Entgegen der Ratslinken, die diese Massnahme für fragwürdig hielt, nahm die grosse Kammer eine Bestimmung an, die von den Zivilstandsbehörden verlangt, keine Trauung vorzunehmen, wenn der Verdacht auf eine Scheinehe besteht. Solche Ehen sollen für ungültig erklärt werden. Überdies sollen an den Flughäfen schärfere Kontrollen durchgeführt werden. Fluggesellschaften, die Passagiere ohne Identitätspapiere transportieren, werden mit einer Busse von bis zu 5'000 Franken für jede beförderte Person bestraft. Auch Schlepper sollen härter angefasst werden. Auf Antrag der Mehrheit seiner Kommission und entgegen jenem von Bundesrat Christoph Blocher nahm der Nationalrat in die Vorlage auf, dass Arbeitgeberinnen und Arbeitgeber, welche ihre Sorgfaltspflicht gegenüber ausländischen Mitarbeitenden mindestens zweimal verletzen, für ein bis fünf Jahre von der Vergabe von öffentlichen Aufträgen ausgeschlossen werden können.

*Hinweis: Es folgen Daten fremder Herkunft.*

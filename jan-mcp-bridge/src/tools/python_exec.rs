//! `python_exec` tool: forwards code to the sandbox provider (spec §4.2.3).
//!
//! When `sandbox_require_approval=true`, the call is not forwarded at all;
//! instead an approval-required envelope is returned to the model so it can
//! surface the pending approval rather than silently executing code.

use std::sync::Arc;

use async_trait::async_trait;
use jan_core::JanResult;
use schemars::JsonSchema;
use serde::{Deserialize, Serialize};
use serde_json::Value;

use crate::provider_client::ProviderClient;
use crate::registry::{Tool, ToolSpec};

#[derive(Debug, Deserialize, Serialize, JsonSchema)]
pub struct PythonExecArgs {
    pub code: String,
    #[serde(default)]
    pub timeout_seconds: Option<u32>,
}

pub struct PythonExecTool {
    client: Arc<ProviderClient>,
    require_approval: bool,
}

impl PythonExecTool {
    pub fn new(client: Arc<ProviderClient>, require_approval: bool) -> Self {
        Self {
            client,
            require_approval,
        }
    }
}

#[async_trait]
impl Tool for PythonExecTool {
    fn name(&self) -> &str {
        "python_exec"
    }

    fn spec(&self) -> ToolSpec {
        ToolSpec {
            name: self.name().to_string(),
            description: "Execute Python code in a sandbox and return stdout/stderr.".to_string(),
            input_schema: super::schema_for::<PythonExecArgs>(),
        }
    }

    async fn call(&self, arguments: Value) -> JanResult<Value> {
        let args: PythonExecArgs = serde_json::from_value(arguments)
            .map_err(|e| crate::error::validation(format!("python_exec arguments: {e}")))?;

        if self.require_approval {
            return Ok(serde_json::json!({
                "status": "approval_required",
                "code": args.code,
            }));
        }

        self.client
            .post_json("/execute", serde_json::to_value(&args).unwrap(), None)
            .await
    }
}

Nach 30-stündigen Beratungen passierte das Gesetz mit 64 zu 48 Stimmen bei 55 Enthaltungen. Einzig die CVP- und die EVP-EDU-Fraktion stellten sich geschlossen hinter die Vorlage. Die FDP manifestierte ihre Unzufriedenheit mit Enthaltung. Die SP stimmte mehrheitlich zu, vordergründig, um die Verhandlungen nicht zu blockieren, nach Ansicht von Beobachtern wohl eher, um nicht mit einer neuen Version des Gesetzes eine weitere Verschärfung zu riskieren. Die Grünen lehnten das Gesetz einstimmig ab, die SVP mit grosser Mehrheit [9].
 
[1] LT, 21.2.04; TA, 28.2., 13.3. und 13.7.04; Presse vom 8.6.04 und 4.11.04. Jean-Daniel Gerber, seit 1997 Direktor des BFF, wechselte in der gleichen Eigenschaft an die Spitze des Seco (Presse vom 10.1.04); bis zum Amtsantritt Gnesas wurde das BFF vom bisherigen stellvertretenden Direktor, Urs Hadorn geleitet, der Ende Jahr in den Ruhestand trat (NZZ, 13.3.04).
[2] BBl, 2004, S. 5266.
[3] Presse vom 30.6.04.
[4] AB NR, 2004, S. 673 und 1237; AB SR, 2004, S. 438.
[5] NZZ, 15.12., 17.12. und 18.12.04. Siehe SPJ 2003, S. 245. Mitte Oktober fand das vom UNHCR und der Schweizerischen Flüchtlingshilfe, der Dachorganisation der im Asylbereich tätigen Organisationen, initiierte erste Berner Asylsymposium zwecks Diskussion des Flüchtlingsschutzes statt. Aus „Spargründen“ untersagte BR Blocher dem Kader des BFF, an der Tagung teilzunehmen (LT, 10.10.04; SGT, 12.10.04; NZZ, 14.10.04).
[6] Presse vom 8.3.05. Zur erleichterten Einbürgerung junger Ausländerinnen und Ausländer siehe oben, Teil I, 1b (Bürgerrecht und Stimmrecht).
[7] Presse vom 1.6.04. Im ersten Halbjahr seit Inkrafttreten der 2. Phase des Freizügigkeitsabkommens waren knapp 40 000 EU-Erwerbstätige für Kurzeinsätze in der Schweiz; seit Juni ist für maximal 90-tägige Einsätze keine Bewilligung mehr nötig, sondern lediglich eine Meldung (Presse vom 24.12.04). Für die Ausdehnung des Personenfreizügigkeitsabkommens auf die neuen EU-Mitglieder siehe oben, Teil I, 2 (Europe UE) und 7a (Kollektive Arbeitsbeziehungen).
[8] Siehe SPJ 2002, S. 234 f.
[9] AB NR, 2004, S. 633 ff., 648 ff., 673 ff., 708 ff., 739 ff., 1060 ff., 1112 ff. und 1134 ff.; Presse vom 3.5.-8.5., 16.6. und 17.6.04. Da das Anliegen einer pa.Iv. Hess (fdp, OW), welcher der SR 2001 in zwei Punkten (Verschärfung der Vorbereitungshaft und Bekämpfung der Scheinehen) Folge gegeben hatte, mit dieser Revision weitgehend erfüllt wurde, trat der NR auf die pa.Iv. nicht ein (AB NR, 2004, S. 1196). Siehe SPJ 2001, S. 200 f.